December 4th, 2014
No Evidence to Support Routine Use of Aspirin in Women for Primary Prevention
Larry Husten, PHD
Although once widely recommended, aspirin for primary prevention has lost favor in recent years, as the large number of bleeding complications appeared to offset the reduction in cardiovascular events. But at the same time evidence has emerged demonstrating the long-term effect of aspirin in preventing colorectal cancer, leading some to think that the risk-to-benefit equation for aspirin should be reconsidered.
Investigators in the Women’s Health Study therefore analyzed long-term followup data from 27,939 women who were randomized to placebo or 100 mg aspirin every other day. They then calculated the 15-year risk for cardiovascular disease and colorectal cancer for the women in the study. In the overall study population aspirin use led to very small reductions in absolute risk for cardiovascular disease and colorectal cancer, resulting in NNTs (number need to treat) of 371 and 709. This tiny benefit occurred at the expense of the increase in gastrointestinal bleeding, reflected in the NNH (number needed to harm) of 133.
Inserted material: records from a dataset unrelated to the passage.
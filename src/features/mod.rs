//! Feature extraction modules
//!
//! This module contains the signal-level and note-level extractors:
//! - Pitch detection and note mapping
//! - Key estimation

pub mod key;
pub mod pitch;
However, in women who were 65 or older the cardiovascular benefits of aspirin were more pronounced, with a 3.11% reduction in absolute risk at 15 years yielding a NNT of 29. GI bleeding was also increased in this older group,”but this increase was relatively smaller than the decrease in CVD, especially if bleeding is given less weight than CVD and cancer,” wrote the authors.
In their paper published in Heart, the authors conclude that aspirin for primary prevention “is ineffective or harmful in the majority of women with regard to the combined risk of CVD, cancer and major gastrointestinal bleeding.” However, they state that “selective treatment” in women 65 and older may be reasonable.
A major problem in this analysis is the fact that predicting coronary risk in women is a very difficult task using conventional risk factors. If however, if risk was assessed by the dramatically accurate metric of coronary calcium imaging, we could give aspirin to women who would benefit from it and avoid those without coronary disease therefore without any real benefit from ASA.